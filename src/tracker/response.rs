use std::net::{IpAddr, Ipv4Addr, SocketAddr};
use std::time::Duration;

use crate::constants::DEFAULT_ANNOUNCE_INTERVAL;
use crate::metainfo::InfoHash;
use crate::peer::PeerId;

/// A peer returned from a tracker.
#[derive(Debug, Clone, Copy, PartialEq, Eq)]
pub struct Peer {
    pub addr: SocketAddr,
    /// Only present in non-compact responses.
    pub peer_id: Option<PeerId>,
}

impl Peer {
    pub fn new(addr: SocketAddr) -> Self {
        Self {
            addr,
            peer_id: None,
        }
    }

    /// Parses one 6-byte compact record: IPv4 octets then a big-endian port.
    pub fn from_compact_v4(bytes: &[u8]) -> Option<Self> {
        let bytes: &[u8; 6] = bytes.try_into().ok()?;
        let ip = Ipv4Addr::new(bytes[0], bytes[1], bytes[2], bytes[3]);
        let port = u16::from_be_bytes([bytes[4], bytes[5]]);
        Some(Self::new(SocketAddr::new(IpAddr::V4(ip), port)))
    }
}

/// Expands a packed peer string. A trailing partial record is ignored.
pub fn parse_compact_peers(data: &[u8]) -> Vec<Peer> {
    data.chunks_exact(6)
        .filter_map(Peer::from_compact_v4)
        .collect()
}

#[derive(Debug, Clone, Copy, Default, PartialEq, Eq, PartialOrd, Ord, Hash)]
pub enum TrackerEvent {
    #[default]
    None,
    Started,
    Stopped,
    Completed,
}

impl TrackerEvent {
    pub fn as_str(&self) -> &'static str {
        match self {
            TrackerEvent::None => "",
            TrackerEvent::Started => "started",
            TrackerEvent::Stopped => "stopped",
            TrackerEvent::Completed => "completed",
        }
    }

    pub fn as_udp_id(&self) -> u32 {
        match self {
            TrackerEvent::None => 0,
            TrackerEvent::Completed => 1,
            TrackerEvent::Started => 2,
            TrackerEvent::Stopped => 3,
        }
    }
}

/// Transfer totals reported in an announce.
#[derive(Debug, Clone, Copy, Default, PartialEq, Eq)]
pub struct AnnounceStats {
    pub uploaded: u64,
    pub downloaded: u64,
    pub left: u64,
}

/// Everything one announce sends, independent of the tracker protocol.
#[derive(Debug, Clone)]
pub struct AnnounceRequest {
    pub info_hash: InfoHash,
    pub peer_id: PeerId,
    pub port: u16,
    pub stats: AnnounceStats,
    pub event: TrackerEvent,
    /// Random session key, fixed for the life of the client.
    pub key: u32,
    pub numwant: Option<u32>,
    /// Echo of the `tracker id` this tracker handed out earlier.
    pub tracker_id: Option<String>,
}

#[derive(Debug, Clone, Default)]
pub struct AnnounceResponse {
    pub interval: Option<u32>,
    pub min_interval: Option<u32>,
    pub min_request_interval: Option<u32>,
    /// Seeders.
    pub complete: Option<u32>,
    /// Leechers.
    pub incomplete: Option<u32>,
    pub peers: Vec<Peer>,
    pub warning_message: Option<String>,
    pub tracker_id: Option<String>,
}

impl AnnounceResponse {
    /// Delay before the next contact: the smallest interval field present,
    /// or the default when there is none.
    pub fn recontact_interval(&self) -> Duration {
        [self.min_request_interval, self.min_interval, self.interval]
            .into_iter()
            .flatten()
            .min()
            .map_or(DEFAULT_ANNOUNCE_INTERVAL, |secs| {
                Duration::from_secs(secs as u64)
            })
    }

    /// `(seeders, leechers)` when the tracker reported both.
    pub fn counts(&self) -> Option<(u32, u32)> {
        Some((self.complete?, self.incomplete?))
    }
}

/// Swarm counts for our torrent from a scrape.
#[derive(Debug, Clone, Copy, Default, PartialEq, Eq)]
pub struct ScrapeStats {
    /// Seeders.
    pub complete: u32,
    /// Leechers.
    pub incomplete: u32,
    /// Completed downloads ever reported.
    pub downloaded: u32,
}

Work instructions
In the material above, transcribe exactly the lines beginning at the one with "pub fn as_udp_id(&self)" and ending at the one with "#[derive(Debug, Clone)]", both included.

Answer section
    pub fn as_udp_id(&self) -> u32 {
        match self {
            TrackerEvent::None => 0,
            TrackerEvent::Completed => 1,
            TrackerEvent::Started => 2,
            TrackerEvent::Stopped => 3,
        }
    }
}

/// Transfer totals reported in an announce.
#[derive(Debug, Clone, Copy, Default, PartialEq, Eq)]
pub struct AnnounceStats {
    pub uploaded: u64,
    pub downloaded: u64,
    pub left: u64,
}

/// Everything one announce sends, independent of the tracker protocol.
#[derive(Debug, Clone)]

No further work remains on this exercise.